Süspansiyon veya karışım hazırlandıktan sonra ilaç hemen uygulanmalıdır.
Mikropelletler çiğnenmemeli ve ezilmemelidir. Diğer içecek ve sıvılarda kullanım, klinik
olarak çalışılmadığı için tavsiye edilmez.

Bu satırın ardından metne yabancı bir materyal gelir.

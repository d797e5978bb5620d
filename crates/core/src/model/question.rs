use serde::{Deserialize, Serialize};
use thiserror::Error;

//
// ─── ERRORS ────────────────────────────────────────────────────────────────────
//

#[derive(Debug, Error, Clone, PartialEq, Eq)]
#[non_exhaustive]
pub enum QuestionError {
    #[error("question needs at least two options, got {0}")]
    TooFewOptions(usize),

    #[error("correct index {index} is out of range for {len} options")]
    CorrectIndexOutOfRange { index: usize, len: usize },

    #[error("correct answer {stored:?} does not match option {index} ({actual:?})")]
    CorrectAnswerMismatch {
        index: usize,
        stored: String,
        actual: String,
    },
}

//
// ─── EXPLANATION ───────────────────────────────────────────────────────────────
//

/// Feedback shown after a question has been answered.
#[derive(Debug, Clone, PartialEq, Eq, Default, Serialize, Deserialize)]
pub struct Explanation {
    pub translation: String,
    pub grammar: String,
    #[serde(default, skip_serializing_if = "Option::is_none")]
    pub vocab: Option<String>,
    /// Original sentence for items built from a scrambled or transformed source.
    #[serde(default, skip_serializing_if = "Option::is_none")]
    pub restore: Option<String>,
}

impl Explanation {
    #[must_use]
    pub fn new(translation: impl Into<String>, grammar: impl Into<String>) -> Self {
        Self {
            translation: translation.into(),
            grammar: grammar.into(),
            vocab: None,
            restore: None,
        }
    }

    #[must_use]
    pub fn with_vocab(mut self, vocab: impl Into<String>) -> Self {
        self.vocab = Some(vocab.into());
        self
    }

    #[must_use]
    pub fn with_restore(mut self, restore: impl Into<String>) -> Self {
        self.restore = Some(restore.into());
        self
    }
}

//
// ─── QUESTION ──────────────────────────────────────────────────────────────────
//

/// An immutable multiple-choice question.
///
/// `correct_index` always points into `options`. On the wire the redundant
/// `correctAnswer` text is written out and, when present on input, checked
/// against `options[correctIndex]`.
#[derive(Debug, Clone, PartialEq, Eq, Serialize, Deserialize)]
#[serde(try_from = "QuestionRecord", into = "QuestionRecord")]
pub struct Question {
    prompt: String,
    options: Vec<String>,
    correct_index: usize,
    explanation: Explanation,
}

impl Question {
    /// Build a question, checking the option count and correct index.
    ///
    /// # Errors
    ///
    /// Returns `QuestionError::TooFewOptions` for fewer than two options and
    /// `QuestionError::CorrectIndexOutOfRange` for a dangling index.
    pub fn new(
        prompt: impl Into<String>,
        options: Vec<String>,
        correct_index: usize,
        explanation: Explanation,
    ) -> Result<Self, QuestionError> {
        if options.len() < 2 {
            return Err(QuestionError::TooFewOptions(options.len()));
        }
        if correct_index >= options.len() {
            return Err(QuestionError::CorrectIndexOutOfRange {
                index: correct_index,
                len: options.len(),
            });
        }
        Ok(Self {
            prompt: prompt.into(),
            options,
            correct_index,
            explanation,
        })
    }

    #[must_use]
    pub fn prompt(&self) -> &str {
        &self.prompt
    }

    #[must_use]
    pub fn options(&self) -> &[String] {
        &self.options
    }

    #[must_use]
    pub fn correct_index(&self) -> usize {
        self.correct_index
    }

    #[must_use]
    pub fn correct_answer(&self) -> &str {
        &self.options[self.correct_index]
    }

    #[must_use]
    pub fn explanation(&self) -> &Explanation {
        &self.explanation
    }

    #[must_use]
    pub fn is_correct(&self, option_index: usize) -> bool {
        option_index == self.correct_index
    }

    /// Reorders the options so that new position `i` holds old option `order[i]`.
    ///
    /// The correct pointer follows its option through the permutation, so
    /// duplicate option text never confuses it. `order` must be a permutation
    /// of `0..options().len()`.
    #[must_use]
    pub fn with_option_order(&self, order: &[usize]) -> Self {
        debug_assert_eq!(order.len(), self.options.len());
        let mut correct_index = self.correct_index;
        let options = order
            .iter()
            .enumerate()
            .map(|(new, &old)| {
                if old == self.correct_index {
                    correct_index = new;
                }
                self.options[old].clone()
            })
            .collect();
        Self {
            prompt: self.prompt.clone(),
            options,
            correct_index,
            explanation: self.explanation.clone(),
        }
    }
}

/// Canonical JSON shape of a question.
#[derive(Debug, Clone, Serialize, Deserialize)]
#[serde(rename_all = "camelCase")]
struct QuestionRecord {
    q: String,
    options: Vec<String>,
    #[serde(default, skip_serializing_if = "Option::is_none")]
    correct_answer: Option<String>,
    correct_index: usize,
    explanation: Explanation,
}

impl TryFrom<QuestionRecord> for Question {
    type Error = QuestionError;

    fn try_from(record: QuestionRecord) -> Result<Self, Self::Error> {
        let question = Question::new(
            record.q,
            record.options,
            record.correct_index,
            record.explanation,
        )?;
        if let Some(stored) = record.correct_answer
            && stored != question.correct_answer()
        {
            return Err(QuestionError::CorrectAnswerMismatch {
                index: question.correct_index,
                actual: question.correct_answer().to_owned(),
                stored,
            });
        }
        Ok(question)
    }
}

impl From<Question> for QuestionRecord {
    fn from(question: Question) -> Self {
        let correct_answer = Some(question.correct_answer().to_owned());
        Self {
            q: question.prompt,
            options: question.options,
            correct_answer,
            correct_index: question.correct_index,
            explanation: question.explanation,
        }
    }
}
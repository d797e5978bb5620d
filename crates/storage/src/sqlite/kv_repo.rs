use async_trait::async_trait;
use chrono::Utc;
use sqlx::Row;

use super::SqliteRepository;
use crate::repository::{KeyValueStore, StorageError};

fn conn<E: core::fmt::Display>(e: E) -> StorageError {
    StorageError::Connection(e.to_string())
}

#[async_trait]
impl KeyValueStore for SqliteRepository {
    async fn get(&self, key: &str) -> Result<Option<String>, StorageError> {
        let row = sqlx::query(
            r"
            SELECT value
            FROM kv_entries
            WHERE scope = ?1 AND key = ?2
            ",
        )
        .bind(self.scope())
        .bind(key)
        .fetch_optional(&self.pool)
        .await
        .map_err(conn)?;

        row.map(|row| {
            row.try_get::<String, _>("value")
                .map_err(|err| StorageError::Serialization(err.to_string()))
        })
        .transpose()
    }

    async fn set(&self, key: &str, value: &str) -> Result<(), StorageError> {
        sqlx::query(
            r"
            INSERT INTO kv_entries (scope, key, value, updated_at)
            VALUES (?1, ?2, ?3, ?4)
            ON CONFLICT(scope, key) DO UPDATE SET
                value = excluded.value,
                updated_at = excluded.updated_at
            ",
        )
        .bind(self.scope())
        .bind(key)
        .bind(value)
        .bind(Utc::now())
        .execute(&self.pool)
        .await
        .map_err(conn)?;

        Ok(())
    }

    async fn remove(&self, key: &str) -> Result<(), StorageError> {
        sqlx::query("DELETE FROM kv_entries WHERE scope = ?1 AND key = ?2")
            .bind(self.scope())
            .bind(key)
            .execute(&self.pool)
            .await
            .map_err(conn)?;

        Ok(())
    }
}

impl SqliteRepository {
    /// Drop every entry in this repository's scope, ending the session.
    ///
    /// # Errors
    ///
    /// Returns `StorageError::Connection` if the delete fails.
    pub async fn clear_scope(&self) -> Result<u64, StorageError> {
        let res = sqlx::query("DELETE FROM kv_entries WHERE scope = ?1")
            .bind(self.scope())
            .execute(&self.pool)
            .await
            .map_err(conn)?;
        Ok(res.rows_affected())
    }
}
//! Uniform single-or-batch carrier type passed between stages.
use std::sync::Arc;

/// Identity of an [`Envelope`], used by [`crate::ParallelStage`] to key its
/// completion ledger.
///
/// Rather than requiring `T: Hash + Eq` (and risking two structurally-equal
/// but logically distinct items conflating their join counters, see
/// `SPEC_FULL.md` §9), every envelope boxes its payload in an [`Arc`] at
/// construction and identity is the `Arc`'s pointer address. Two envelopes
/// constructed from separate calls to [`Envelope::single`]/[`Envelope::batch`]
/// always get distinct identities, even if their contents compare equal.
#[derive(Clone, Copy, Debug, PartialEq, Eq, Hash)]
pub struct EnvelopeId(usize);

/// An immutable tagged value carrying either exactly one `T`, a finite batch
/// of `T`, or nothing.
///
/// The runtime never mutates a payload once constructed; it is shared
/// read-only across workers (and, for [`crate::ParallelStage`], across every
/// child).
pub enum Envelope<T> {
    /// Exactly one item.
    Single(Arc<T>),
    /// A finite, ordered batch of items.
    Batch(Arc<Vec<T>>),
    /// No payload. Valid to send through a stage but `value()`/`array()`
    /// both return `None`.
    Empty,
}

// Cloning only ever touches the `Arc` pointers, so this must not derive a
// `T: Clone` bound the way `#[derive(Clone)]` would.
impl<T> Clone for Envelope<T> {
    fn clone(&self) -> Self {
        match self {
            Envelope::Single(v) => Envelope::Single(v.clone()),
            Envelope::Batch(v) => Envelope::Batch(v.clone()),
            Envelope::Empty => Envelope::Empty,
        }
    }
}

impl<T> Envelope<T> {
    /// Wraps a single item.
    pub fn single(value: T) -> Self {
        Envelope::Single(Arc::new(value))
    }

    /// Wraps a batch of items.
    pub fn batch(values: Vec<T>) -> Self {
        Envelope::Batch(Arc::new(values))
    }

    /// The empty envelope.
    pub fn empty() -> Self {
        Envelope::Empty
    }

    /// Returns the single value, if this envelope holds case (a).
    pub fn value(&self) -> Option<&T> {
        match self {
            Envelope::Single(v) => Some(v),
            _ => None,
        }
    }

    /// Returns the batch of values, if this envelope holds case (b).
    pub fn array(&self) -> Option<&[T]> {
        match self {
            Envelope::Batch(v) => Some(v),
            _ => None,
        }
    }

    /// Returns `true` if this envelope carries no payload.
    pub fn is_empty(&self) -> bool {
        matches!(self, Envelope::Empty)
    }

    /// Identity used for join tracking. Two envelopes built from distinct
    /// `single`/`batch` calls never collide, regardless of `T`'s contents.
    /// [`Envelope::Empty`] has no stable identity: callers must not send
    /// empty envelopes through a [`crate::ParallelStage`].
    pub fn identity(&self) -> Option<EnvelopeId> {
        match self {
            Envelope::Single(v) => Some(EnvelopeId(Arc::as_ptr(v) as usize)),
            Envelope::Batch(v) => Some(EnvelopeId(Arc::as_ptr(v) as usize)),
            Envelope::Empty => None,
        }
    }
}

Özel popülasyonlara ilişkin ek bilgiler:
Böbrek yetmezliği:
Böbrek yetmezliği olan hastalarda doz ayarlanması gerekmez.
Karaciğer yetmezliği:
Orta veya ciddi karaciğer yetmezliği olan hastalar düzenli gözlem altında tutulmalıdır ve
günlük doz yarıya indirilmelidir (bkz. Bölüm 4.4 ve 5.2).
Pediyatrik popülasyon:
1-11 yaş pediyatrik hastalarda:
≤ 30 kg olan pediyatrik hastalarda, semptomatik gastroözofajeal reflü hastalığı ve eroziv
özofajitin kısa süreli tedavilerinde tavsiye edilen doz, 12 haftaya kadar süreyle günde bir defa
15 mg’dır.
30 kg’ın üstündeki pediyatrik hastalarda tavsiye edilen doz, 12 haftaya kadar süreyle günde
bir defa 30 mg’dır.
12-17 yaş arası hastalarda:
Gastroözofajeal reflü hastalığında tavsiye edilen doz 8 haftaya kadar günde 1 kez 15 mg’dır.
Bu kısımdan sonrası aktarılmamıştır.